Evol Ecol Res 19: 517-527 (2018) Full PDF if your library subscribes.
The location of damage-released alarm cues in a cichlid fish
Denis Meuthen1,2, Patrick Flege1, Ronja Brandt1 and Timo Thünken1
1Institute for Evolutionary Biology and Ecology, University of Bonn, Bonn, Germany and 2Department of Biology, University of Saskatchewan, Saskatoon, Saskatchewan, Canada
Correspondence: D. Meuthen, Department of Biology, University of Saskatchewan, 112 Science Place, Saskatoon, Saskatchewan S7N 5E2, Canada. email: firstname.lastname@example.org
Background: Damage-released alarm cues are reliable indicators of predation risk for prey fishes. Based on observations early in the twentieth century, alarm cues were for a long time assumed to be produced and located exclusively within skin-based club or sacciform cells. However, recent studies have suggested that these cells may be unrelated to the alarm function and that fish respond similarly to blood cues, mucus or to muscle tissue extracts as they do to skin extracts. Continuing to assume that alarm cues are primarily located within the skin and using skin extracts in contemporary alarm cue research may thus be problematic.

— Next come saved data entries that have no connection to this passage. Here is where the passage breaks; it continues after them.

use crate::error::Result;
use crate::id::{Address, DeviceAddress, UnitId, UserId};
use crate::records::AttestedProfile;
use blake3::Hasher;
use rand::RngCore;
use serde::{Deserialize, Serialize};
use serde_json::Value;
use std::collections::BTreeMap;

/// Ledger app name of attestation messages.
pub const ATTESTATION_APP: &str = "attestation";

/// Blinded source values the user keeps privately for a hidden profile.
pub type SourceProfile = BTreeMap<String, (Value, String)>;

fn hash_hex(parts: &[&str]) -> String {
    let mut hasher = Hasher::new();
    for part in parts {
        hasher.update(&(part.len() as u64).to_le_bytes());
        hasher.update(part.as_bytes());
    }
    hex::encode(hasher.finalize().as_bytes())
}

fn random_blinding() -> String {
    let mut bytes = [0u8; 16];
    rand::thread_rng().fill_bytes(&mut bytes);
    hex::encode(bytes)
}

impl AttestedProfile {
    /// Profile fields as they appear in the attestation claim.
    pub fn claim_fields(&self) -> BTreeMap<String, Value> {
        let mut fields = BTreeMap::new();
        fields.insert("forum_id".to_string(), Value::from(self.forum_user_id));
        fields.insert("forum_username".to_string(), Value::from(self.forum_username.clone()));
        fields.insert("forum_rank".to_string(), Value::from(self.rank.clone()));
        fields.insert("forum_rank_index".to_string(), Value::from(self.rank_index));
        fields.insert("forum_activity".to_string(), Value::from(self.activity));
        fields.insert("forum_posts".to_string(), Value::from(self.posts));
        fields
    }

    /// Salted hash of the claimed profile fields.
    pub fn user_id(&self, salt: &str) -> UserId {
        let mut parts = Vec::new();
        let fields = self.claim_fields();
        let rendered: Vec<(String, String)> =
            fields.iter().map(|(k, v)| (k.clone(), v.to_string())).collect();
        for (key, value) in &rendered {
            parts.push(key.as_str());
            parts.push(value.as_str());
        }
        parts.push(salt);
        UserId::from_digest(hash_hex(&parts))
    }
}

/// The `profile` object of an attestation payload.
#[derive(Debug, Clone, PartialEq, Serialize, Deserialize)]
pub struct ProfileClaims {
    #[serde(default, skip_serializing_if = "Option::is_none")]
    pub user_id: Option<UserId>,
    #[serde(flatten)]
    pub fields: BTreeMap<String, Value>,
}

/// Payload of an attestation message posted by the attestor.
#[derive(Debug, Clone, PartialEq, Serialize, Deserialize)]
pub struct AttestationPayload {
    pub address: Address,
    pub profile: ProfileClaims,
}

impl AttestationPayload {
    /// Build the payload for `profile`. Private profiles are replaced by a hash of
    /// blinded fields; the blinded source is returned for the user to keep.
    pub fn build(profile: &AttestedProfile, salt: &str) -> (Self, Option<SourceProfile>) {
        let user_id = profile.user_id(salt);
        let fields = profile.claim_fields();

        if profile.is_public {
            let payload = Self {
                address: profile.user_address.clone(),
                profile: ProfileClaims {
                    user_id: Some(user_id),
                    fields,
                },
            };
            return (payload, None);
        }

        let mut hidden = BTreeMap::new();
        let mut source = SourceProfile::new();
        for (field, value) in fields {
            let blinding = random_blinding();
            let rendered = value.to_string();
            hidden.insert(field.clone(), hash_hex(&[&rendered, &blinding]));
            source.insert(field, (value, blinding));
        }
        let flattened: Vec<&str> = hidden
            .iter()
            .flat_map(|(k, v)| [k.as_str(), v.as_str()])
            .collect();
        let profile_hash = hash_hex(&flattened);

        let mut claim_fields = BTreeMap::new();
        claim_fields.insert("profile_hash".to_string(), Value::from(profile_hash));
        let payload = Self {
            address: profile.user_address.clone(),
            profile: ProfileClaims {
                user_id: Some(user_id),
                fields: claim_fields,
            },
        };
        (payload, Some(source))
    }

    pub fn parse(json: &str) -> Result<Self> {
        Ok(serde_json::from_str(json)?)
    }

    pub fn to_json(&self) -> Result<String> {
        Ok(serde_json::to_string(self)?)
    }
}

/// An attestation found on the ledger, joined with the local session that produced it.
#[derive(Debug, Clone, PartialEq, Serialize, Deserialize)]
pub struct AttestationRecord {
    /// Address the attestation was posted about.
    pub address: Address,
    pub attestor_address: Address,
    pub attestation_unit: UnitId,
    pub app: String,
    /// Raw payload JSON as posted.
    pub payload: String,
    /// User address of the local session that requested the attestation.
    pub user_address: Address,
    pub device_address: DeviceAddress,
    pub forum_user_id: u64,
    /// Accepted payment that paid for the attestation, if proven by payment.
    pub payment_unit: Option<UnitId>,
}

/// One native-asset transfer input of a unit, with its source unit's ledger position.
#[derive(Debug, Clone, PartialEq, Eq, Serialize, Deserialize)]
pub struct AncestorInput {
    pub address: Address,
    pub src_unit: UnitId,
    pub main_chain_index: u64,
}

Hypothesis: In fish, damage-released alarm cues are not located exclusively within the skin but are also present elsewhere in the body.
Organism: Pelvicachromis taeniatus, a Western African river cichlid.
Site of experiments: Nine-litre (30 x 20 x 20 cm) experimental tanks in the wet lab of the Institute for Evolutionary Biology and Ecology at the University of Bonn, Germany.
Methods: Since reduced activity is a common adaptation to reduce predation risk in prey animals, we measured the change in activity of individual fish in response to extracts obtained from skin, muscle tissue, blood, mucus, liver tissue, intestine tissue, and spleen tissue, as well as to a distilled water control. First, we measured individual responses when extracts were diluted proportional to their contribution to a whole-body extract concentration that is known to induce a change in activity. Then, in a second experiment, we exposed fish to the same extracts but now diluted to have the same concentration for each tissue. Furthermore, we histologically analysed the P. taeniatus epidermis.
Results and conclusion: Only muscle tissue extracts induced a significant reduction in activity relative to the water control in both experiments. Although P. taeniatus possesses sacciform cells in its epidermis, the effects of skin extracts and other tissue extracts on activity remain ambiguous in this species. Consequently, our research provides support for other studies indicating that alarm cues are not exclusively located in skin tissue and suggests a more careful approach to future alarm cue research such as applying whole-body extracts instead of skin extracts until the identity of alarm cues has been elucidated.
Keywords: alarm cues, club cells, Pelvicachromis taeniatus, predation risk, predator, skin extract.